Die meisten Informationen über Maelgwn stammen von dem Mönch Gildas aus dem 6. Jahrhundert, der ein erbitterter Gegner dieses Königs war und von dem man keine objektive Beschreibung erwarten sollte.

Maelgwn ist einer der fünf keltisch britisch Könige, die von Gildas gezüchtigt wurden. Er konnte den Thron besteigen, indem er den Bruder seines Vaters besiegte. Im Die Excidio Britanniae er nannte ihn "Maglocunus", ein Mischmasch aus Latein und Walisisch, was "Prinzhund" bedeutet. Der König, der als "der Inseldrache" bezeichnet wird, ist der mächtigste der fünf Könige, ...du, den letzten, von dem ich schreibe, aber der erste und schlimmste im Bösen, mehr als viele an Talenten, aber auch an Bosheit, großzügig, aber auch großzügig in der Sünde, stark im Krieg, aber noch stärker in der Zerstörung deiner eigenen Seele.. .".

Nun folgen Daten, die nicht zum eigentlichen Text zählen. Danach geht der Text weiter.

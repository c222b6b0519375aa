//! Runtime configuration: built-in defaults, then an optional TOML file,
//! then `MEETCHAT_*` environment variables, then command-line flags.

use serde::Deserialize;
use std::path::{Path, PathBuf};
use std::time::Duration;

pub const DEFAULT_API_BASE_URL: &str = "http://localhost:8003/api";
pub const DEFAULT_CHAT_ID: i64 = 2;
pub const DEFAULT_REFRESH_INTERVAL_SECS: u64 = 5;
pub const DEFAULT_REQUEST_TIMEOUT_SECS: u64 = 15;

#[derive(Debug, thiserror::Error)]
pub enum ConfigError {
    #[error("cannot read config {path}: {source}")]
    Read {
        path: String,
        #[source]
        source: std::io::Error,
    },

    #[error("invalid config {path}: {source}")]
    Parse {
        path: String,
        #[source]
        source: toml::de::Error,
    },

    #[error("invalid value {value:?} for {var}")]
    InvalidEnv { var: &'static str, value: String },
}

#[derive(Debug, Clone, PartialEq, Deserialize)]
#[serde(default, deny_unknown_fields)]
pub struct Config {
    pub api_base_url: String,
    /// The one conversation this client shows.
    pub chat_id: i64,
    pub refresh_interval_secs: u64,
    pub request_timeout_secs: u64,
    pub session_file: Option<PathBuf>,
    pub log_file: Option<PathBuf>,
}

impl Default for Config {
    fn default() -> Self {
        Self {
            api_base_url: DEFAULT_API_BASE_URL.to_string(),
            chat_id: DEFAULT_CHAT_ID,
            refresh_interval_secs: DEFAULT_REFRESH_INTERVAL_SECS,
            request_timeout_secs: DEFAULT_REQUEST_TIMEOUT_SECS,
            session_file: None,
            log_file: None,
        }
    }
}

impl Config {
    /// `<config_dir>/meetchat/config.toml`
    pub fn default_path() -> Option<PathBuf> {
        dirs::config_dir().map(|dir| dir.join("meetchat").join("config.toml"))
    }

    /// Load from `path`, or from the default location when `path` is `None`.
    /// A missing default file yields the defaults; a missing explicit file
    /// is an error.
    pub fn load(path: Option<&Path>) -> Result<Self, ConfigError> {
        let (path, required) = match path {
            Some(p) => (p.to_path_buf(), true),
            None => match Self::default_path() {
                Some(p) => (p, false),
                None => return Ok(Self::default()),
            },
        };

        match std::fs::read_to_string(&path) {
            Ok(content) => Self::parse(&content, &path),
            Err(e) if !required && e.kind() == std::io::ErrorKind::NotFound => Ok(Self::default()),
            Err(source) => Err(ConfigError::Read {
                path: path.display().to_string(),
                source,
            }),
        }
    }

    fn parse(content: &str, path: &Path) -> Result<Self, ConfigError> {
        toml::from_str(content).map_err(|source| ConfigError::Parse {
            path: path.display().to_string(),
            source,
        })
    }

    /// Apply `MEETCHAT_API_URL`, `MEETCHAT_CHAT_ID` and
    /// `MEETCHAT_REFRESH_SECS` from the process environment.
    pub fn apply_env(&mut self) -> Result<(), ConfigError> {
        self.apply_vars(|key| std::env::var(key).ok())
    }

    fn apply_vars(&mut self, lookup: impl Fn(&str) -> Option<String>) -> Result<(), ConfigError> {
        if let Some(url) = lookup("MEETCHAT_API_URL") {
            self.api_base_url = url;
        }
        if let Some(raw) = lookup("MEETCHAT_CHAT_ID") {
            self.chat_id = raw.trim().parse().map_err(|_| ConfigError::InvalidEnv {
                var: "MEETCHAT_CHAT_ID",
                value: raw.clone(),
            })?;
        }
        if let Some(raw) = lookup("MEETCHAT_REFRESH_SECS") {
            self.refresh_interval_secs = raw.trim().parse().map_err(|_| ConfigError::InvalidEnv {
                var: "MEETCHAT_REFRESH_SECS",
                value: raw.clone(),
            })?;
        }
        Ok(())
    }

    pub fn refresh_interval(&self) -> Duration {
        Duration::from_secs(self.refresh_interval_secs.max(1))
    }

    pub fn request_timeout(&self) -> Duration {
        Duration::from_secs(self.request_timeout_secs.max(1))
    }

    pub fn session_path(&self) -> PathBuf {
        self.session_file
            .clone()
            .unwrap_or_else(crate::session::FileSessionStore::default_path)
    }

    /// `<cache_dir>/meetchat/meetchat.log` unless configured.
    pub fn log_path(&self) -> PathBuf {
        self.log_file.clone().unwrap_or_else(|| {
            let cache_dir = dirs::cache_dir()
                .or_else(|| dirs::home_dir().map(|h| h.join(".cache")))
                .unwrap_or_else(|| PathBuf::from(".cache"));
            cache_dir.join("meetchat").join("meetchat.log")
        })
    }
}

#[cfg(test)]
mod tests {
    use super::*;
    use std::collections::HashMap;

    #[test]
    fn defaults_match_backend_layout() {
        let cfg = Config::default();
        assert_eq!(cfg.api_base_url, "http://localhost:8003/api");
        assert_eq!(cfg.chat_id, 2);
        assert_eq!(cfg.refresh_interval(), Duration::from_secs(5));
    }

    #[test]
    fn partial_file_keeps_other_defaults() {
        let cfg = Config::parse("chat_id = 7\napi_base_url = \"https://chat.example/api\"\n", Path::new("x.toml")).unwrap();
        assert_eq!(cfg.chat_id, 7);
        assert_eq!(cfg.api_base_url, "https://chat.example/api");
        assert_eq!(cfg.refresh_interval_secs, DEFAULT_REFRESH_INTERVAL_SECS);
    }

    #[test]
    fn unknown_keys_are_rejected() {
        let err = Config::parse("chat = 7\n", Path::new("x.toml")).unwrap_err();
        assert!(matches!(err, ConfigError::Parse { .. }));
    }

    #[test]
    fn explicit_missing_file_is_an_error() {
        let dir = tempfile::tempdir().unwrap();
        let err = Config::load(Some(&dir.path().join("nope.toml"))).unwrap_err();
        assert!(matches!(err, ConfigError::Read { .. }));
    }

    #[test]
    fn load_reads_explicit_file() {
        let dir = tempfile::tempdir().unwrap();
        let path = dir.path().join("config.toml");
        std::fs::write(&path, "refresh_interval_secs = 30\n").unwrap();

        let cfg = Config::load(Some(&path)).unwrap();
        assert_eq!(cfg.refresh_interval(), Duration::from_secs(30));
    }

    #[test]
    fn env_overrides_file_values() {
        let vars: HashMap<&str, &str> =
            [("MEETCHAT_API_URL", "http://10.0.0.5:8003/api"), ("MEETCHAT_CHAT_ID", "11")].into();
        let mut cfg = Config::default();

        cfg.apply_vars(|k| vars.get(k).map(|v| v.to_string())).unwrap();

        assert_eq!(cfg.api_base_url, "http://10.0.0.5:8003/api");
        assert_eq!(cfg.chat_id, 11);
    }

    #[test]
    fn bad_env_chat_id_is_rejected() {
        let mut cfg = Config::default();
        let err = cfg
            .apply_vars(|k| (k == "MEETCHAT_CHAT_ID").then(|| "two".to_string()))
            .unwrap_err();
        assert!(matches!(err, ConfigError::InvalidEnv { var: "MEETCHAT_CHAT_ID", .. }));
    }

    #[test]
    fn zero_refresh_is_clamped() {
        let cfg = Config { refresh_interval_secs: 0, ..Config::default() };
        assert_eq!(cfg.refresh_interval(), Duration::from_secs(1));
    }
}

Gildas beschuldigt Maelgwn, als Junge seinen Onkel als König verdrängt zu haben. Dann bereute er und wollte ins Kloster eintreten. Seine Reue hielt jedoch nicht lange an und er wurde so gewalttätig wie zuvor. Gildas beschuldigt Maelgwn, seine Frau und seinen Cousin ermordet zu haben, damit er seine Witwe heiraten konnte.

Hanes Taliesin

In dem Hanes Taliesin[1] (Geschichte von Taliesin16. Jahrhundert) Elffin, Sohn von Gwyddno Garanhir, soll der Neffe von Maelgwn gewesen sein. Taliesin war Elffins Barde. Maelgwn sperrte seinen Neffen im Turm ein, nachdem er über Weihnachten damit prahlte, dass seine Frau schöner und keuscher sei als die seines Onkels. Sein eigener Barde Taliesin soll auch talentierter sein als die Barden an Maelgwns Hof. Maelgwns Sohn Rhun versuchte dann, Elffins Frau zu verführen, aber es war ihre Dienerin, die er betrank und dann ihren kleinen Ringfinger abschnitt. Elffins Frau hatte sich auf Taliesins Rat hin mit ihrer Zofe umgezogen und umgezogen. Sie hatte ihr auch ihren Ring geschenkt. Als Taliesin an Maelgwns Hof erscheinen musste, waren seine Fähigkeiten den Barden von Maelgwn überlegen und er schaffte es, Elffin von seinen Ketten zu befreien. Dann zeigte er dem Hof ​​Elffins Frau mit ihren zehn Fingern unversehrt, und nachdem ein weiteres Pferderennen ausgetragen wurde, bei dem Elffins Pferd gewann und ein Kessel voller Gold gefunden wurde, in dem das Tier zur Ruhe kam, war Elffin der absolute Sieger im Kampf mit seinem Onkel Maelgwn.

Im Y Man Gofion Maelgwn Gwynned, die jüngste Version von Lewis Morris' Hanes (1726), wird als Sohn von Caswallon Lawhir, Sohn von Einion Yrth, Sohn von Cynedda Wleden, bezeichnet und soll in gelebt haben Conway.